Mouse hepatitis virus type 4 infection of primary glial cultures, which consisted principally of astrocytes (marked by glial fibrillary acidic protein) from encephalitis-susceptible BALB/c or F1 (BALB/c x SJL/J) hybrid mice and resistant SJL/J mice, was studied. Primary neuron cultures from BALB/c and F1 hybrid mice were previously shown to be permissive and were destroyed within 5 days by infection with mouse hepatitis virus type 4, whereas neurons from SJL/J mice were fully resistant. In contrast, in the present study a chronic infection was established and maintained for up to 18 days in glial cultures from all three mouse strains. Infected SJL/J mouse glial cultures produced 10- to 50-fold less infectious virus and showed less cytopathic effect than did cultures from either infected BALB/c or F1 hybrid mice.
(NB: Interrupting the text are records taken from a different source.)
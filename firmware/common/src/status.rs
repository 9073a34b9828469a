//! Board status sample carried by every heartbeat.
//!
//! Three cheap checks of the expansion header:
//!
//! - I2C0 bus scan over the non-reserved 7-bit range (`0x08..0x78`)
//! - SPI0 loopback of a fixed pattern (needs MOSI tied to MISO)
//! - one raw ADC conversion, reported in volts against a 3.3 V reference
//!
//! The checks only need `embedded-hal` traits, so the same [`BusSampler`] runs
//! on the board and in the simulator.

use embedded_hal::digital::OutputPin;
use embedded_hal::i2c::I2c;
use embedded_hal::spi::SpiBus;

/// First address read by [`scan_i2c`].
pub const I2C_SCAN_START: u8 = 0x08;
/// One past the last address read by [`scan_i2c`].
pub const I2C_SCAN_END: u8 = 0x78;

/// Bytes clocked out (and expected back) by [`spi_loopback`].
pub const SPI_LOOPBACK_PATTERN: [u8; 6] = [0xAA, 0x55, 0xF0, 0x0F, 0x12, 0x34];

/// Largest 12-bit conversion result.
pub const ADC_FULL_SCALE: u16 = 4095;
/// ADC reference in hundredths of a volt.
pub const ADC_VREF_CENTIVOLTS: u32 = 330;

// =============================================================================
// Checks
// =============================================================================

/// Result of one I2C bus scan.
#[derive(Debug, Clone, Copy, PartialEq, Eq, Default)]
#[cfg_attr(feature = "defmt", derive(defmt::Format))]
pub struct I2cScan {
    pub devices: u8,
    /// Lowest responding address.
    pub first: Option<u8>,
}

/// Read one byte from every address in `0x08..0x78`; an acknowledged read
/// counts as a device.
pub fn scan_i2c<I: I2c>(bus: &mut I) -> I2cScan {
    let mut scan = I2cScan::default();
    let mut byte = [0u8; 1];
    for address in I2C_SCAN_START..I2C_SCAN_END {
        if bus.read(address, &mut byte).is_ok() {
            scan.devices += 1;
            scan.first.get_or_insert(address);
        }
    }
    scan
}

/// Clock [`SPI_LOOPBACK_PATTERN`] out with CS held low and check that the same
/// bytes came back.
pub fn spi_loopback<SPI, CS>(
    spi: &mut SPI,
    cs: &mut CS,
) -> bool
where
    SPI: SpiBus,
    CS: OutputPin,
{
    let mut rx = [0u8; SPI_LOOPBACK_PATTERN.len()];
    cs.set_low().ok();
    let sent = spi.transfer(&mut rx, &SPI_LOOPBACK_PATTERN).is_ok() && spi.flush().is_ok();
    cs.set_high().ok();
    sent && rx == SPI_LOOPBACK_PATTERN
}

/// Raw 12-bit reading to hundredths of a volt, rounded to nearest.
pub const fn adc_centivolts(raw: u16) -> u32 {
    let raw = if raw > ADC_FULL_SCALE { ADC_FULL_SCALE } else { raw };
    (raw as u32 * ADC_VREF_CENTIVOLTS + ADC_FULL_SCALE as u32 / 2) / ADC_FULL_SCALE as u32
}

// =============================================================================
// Sample
// =============================================================================

/// Everything a heartbeat reports about the expansion header.
#[derive(Debug, Clone, Copy, PartialEq, Eq, Default)]
#[cfg_attr(feature = "defmt", derive(defmt::Format))]
pub struct StatusSample {
    pub i2c: I2cScan,
    pub spi_loopback_ok: bool,
    /// `None` when the conversion failed.
    pub adc_raw: Option<u16>,
}

impl StatusSample {
    /// First I2C address, 0 when the bus is empty.
    #[inline]
    pub fn first_i2c_or_zero(&self) -> u8 { self.i2c.first.unwrap_or(0) }

    #[inline]
    pub const fn spi_loop_label(&self) -> &'static str { if self.spi_loopback_ok { "ok" } else { "check wiring" } }

    /// ADC input in hundredths of a volt (0 when the conversion failed).
    pub fn adc_centivolts(&self) -> u32 { self.adc_raw.map_or(0, adc_centivolts) }
}

/// One-shot ADC conversion.
pub trait AdcInput {
    fn read_raw(&mut self) -> Option<u16>;
}

/// Source of heartbeat status samples.
pub trait StatusSampler {
    fn sample(&mut self) -> StatusSample;
}

/// Sampler over an I2C bus, a full-duplex SPI bus with its chip-select and
/// one ADC input.
pub struct BusSampler<I, SPI, CS, A> {
    i2c: I,
    spi: SPI,
    cs: CS,
    adc: A,
}

impl<I, SPI, CS, A> BusSampler<I, SPI, CS, A>
where
    I: I2c,
    SPI: SpiBus,
    CS: OutputPin,
    A: AdcInput,
{
    /// Take the buses. Chip-select is released straight away.
    pub fn new(
        i2c: I,
        spi: SPI,
        mut cs: CS,
        adc: A,
    ) -> Self {
        cs.set_high().ok();
        Self { i2c, spi, cs, adc }
    }
}

impl<I, SPI, CS, A> StatusSampler for BusSampler<I, SPI, CS, A>
where
    I: I2c,
    SPI: SpiBus,
    CS: OutputPin,
    A: AdcInput,
{
    fn sample(&mut self) -> StatusSample {
        StatusSample {
            i2c: scan_i2c(&mut self.i2c),
            spi_loopback_ok: spi_loopback(&mut self.spi, &mut self.cs),
            adc_raw: self.adc.read_raw(),
        }
    }
}

// =============================================================================
// Unit Tests
// =============================================================================
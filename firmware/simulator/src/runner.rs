//! Desktop rendition of the firmware's two run modes.
//!
//! Concurrent mode gives every task-set entry its own thread. The panel and
//! framebuffer are moved into the page-cycle thread, so no lock guards them;
//! heartbeats read the two atomics below and take turns on the shared bus
//! sampler. Single-loop mode drives the same [`TimerWheel`] the firmware uses.

use std::sync::atomic::{AtomicBool, AtomicU8, Ordering};
use std::thread;
use std::time::{Duration, Instant};

use geek_lcd_common::heartbeat::{Heartbeat, HeartbeatReport};
use geek_lcd_common::schedule::{Activity, TaskSchedule, TaskSet, TimerWheel};
use geek_lcd_common::{LcdFramebuffer, Page, PageCycle, St7789};

use crate::bus::{SharedSampler, sample};
use crate::hal::{SimClock, SimPin, StdDelay};
use crate::panel::EmulatedPanel;

pub type SimLcd = St7789<EmulatedPanel, SimPin, SimPin, StdDelay>;

/// Stand-in for the status LED, held on like the board does.
static LED_ON: AtomicBool = AtomicBool::new(true);

/// Page the cycle will render next.
static CURRENT_PAGE: AtomicU8 = AtomicU8::new(0);

/// What a finished run produced.
#[derive(Debug, Clone, Copy, PartialEq, Eq)]
pub struct RunSummary {
    pub pages_rendered: u32,
    pub frames_flushed: u32,
}

pub fn log_report(report: &HeartbeatReport) { log::info!("{}", report_line(report)) }

fn report_line(report: &HeartbeatReport) -> String {
    let mut line = format!("[heartbeat {}] #{} arch={} led={}", report.id, report.count, report.arch, u8::from(report.led_on));
    if let Some(status) = report.status {
        let centivolts = status.adc_centivolts();
        line.push_str(&format!(
            " i2c_devices={} first=0x{:02X} spi_loop={} adc={}.{:02}V",
            status.i2c.devices,
            status.first_i2c_or_zero(),
            status.spi_loop_label(),
            centivolts / 100,
            centivolts % 100
        ));
    }
    line.push_str(&format!(" lcd_page={}", report.page.name()));
    line
}

fn beat(
    heartbeat: &mut Heartbeat,
    sampler: &SharedSampler,
) -> HeartbeatReport {
    let status = sample(sampler);
    heartbeat.beat(LED_ON.load(Ordering::Relaxed), Page::from_index(CURRENT_PAGE.load(Ordering::Relaxed)), status)
}

fn render(
    lcd: &mut SimLcd,
    fb: &mut LcdFramebuffer,
    cycle: &mut PageCycle,
    delay: &mut StdDelay,
) {
    let page = cycle.render_next(fb, lcd, delay);
    CURRENT_PAGE.store(cycle.current().index(), Ordering::Relaxed);
    log::debug!("Rendered page {} (render #{})", page.name(), cycle.renders());
}

/// One thread per heartbeat plus the page-cycle thread; returns after `pages` renders.
///
/// Heartbeat threads are detached and end with the process.
pub fn run_concurrent(
    mut lcd: SimLcd,
    mut fb: Box<LcdFramebuffer>,
    mut cycle: PageCycle,
    tasks: &TaskSet,
    sampler: &SharedSampler,
    clock: SimClock,
    pages: u32,
) -> RunSummary {
    for (id, schedule) in tasks.heartbeats() {
        let sampler = sampler.clone();
        thread::Builder::new()
            .name(format!("heartbeat-{id}"))
            .spawn(move || heartbeat_loop(id, schedule, &sampler, clock))
            .expect("Failed to spawn heartbeat thread");
    }

    let Some(schedule) = tasks.page_cycle().map(|t| t.schedule) else {
        log::warn!("No page-cycle entry configured; nothing to render");
        return RunSummary { pages_rendered: 0, frames_flushed: 0 };
    };

    let page_thread = thread::Builder::new()
        .name("page-cycle".into())
        .spawn(move || {
            lcd.init_default();
            log::info!("LCD initialized: {:?}", lcd.config());

            let mut delay = StdDelay::new(clock);
            clock.sleep_ms(schedule.phase_ms());
            for _ in 0..pages {
                let started = Instant::now();
                render(&mut lcd, &mut fb, &mut cycle, &mut delay);
                // Fixed-rate like a ticker: the render time counts against the period
                let period = clock.scaled(Duration::from_millis(u64::from(schedule.period_ms())));
                if let Some(rest) = period.checked_sub(started.elapsed()) {
                    thread::sleep(rest);
                }
            }
            RunSummary { pages_rendered: cycle.renders(), frames_flushed: lcd.release().0.frames() }
        })
        .expect("Failed to spawn page-cycle thread");

    page_thread.join().expect("Page-cycle thread panicked")
}

fn heartbeat_loop(
    id: u8,
    schedule: TaskSchedule,
    sampler: &SharedSampler,
    clock: SimClock,
) {
    log::info!("Heartbeat {id} started (period {} ms, phase {} ms)", schedule.period_ms(), schedule.phase_ms());
    clock.sleep_ms(schedule.phase_ms());

    let mut heartbeat = Heartbeat::new(id);
    loop {
        log_report(&beat(&mut heartbeat, sampler));
        clock.sleep_ms(schedule.period_ms());
    }
}

/// Poll the timer wheel every `tick_ms` until `pages` renders are done.
#[allow(clippy::too_many_arguments)]
pub fn run_single_loop(
    mut lcd: SimLcd,
    mut fb: Box<LcdFramebuffer>,
    mut cycle: PageCycle,
    tasks: &TaskSet,
    sampler: &SharedSampler,
    tick_ms: u32,
    clock: SimClock,
    pages: u32,
) -> RunSummary {
    lcd.init_default();
    log::info!("LCD initialized: {:?}", lcd.config());

    let mut heartbeats: Vec<Heartbeat> = tasks.heartbeats().map(|(id, _)| Heartbeat::new(id)).collect();
    let mut wheel = TimerWheel::new(tasks);
    let mut delay = StdDelay::new(clock);
    let mut elapsed_ms: u64 = 0;

    while cycle.renders() < pages {
        for activity in wheel.poll(elapsed_ms) {
            match activity {
                Activity::Heartbeat(id) => {
                    if let Some(heartbeat) = heartbeats.iter_mut().find(|h| h.id() == id) {
                        log_report(&beat(heartbeat, sampler));
                    }
                }
                Activity::PageCycle => render(&mut lcd, &mut fb, &mut cycle, &mut delay),
            }
        }
        clock.sleep_ms(tick_ms);
        // Scheduler time advances in whole ticks, independent of the time scale
        elapsed_ms += u64::from(tick_ms);
    }

    RunSummary { pages_rendered: cycle.renders(), frames_flushed: lcd.release().0.frames() }
}

// =============================================================================
// Unit Tests
// =============================================================================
Cytopathic effect was evident initially in cells from all three strains, and continued virus production occurred in the presence of limited additional cytopathic effect. These results were not due to the production of detectable levels of interferon. This study showed that SJL/J mouse primary glial cultures were permissive for mouse hepatitis virus type 4 infection whereas SJL/J primary neuron cultures were not, and that there was an early lytic phase of infection followed by chronic infection in all three strains.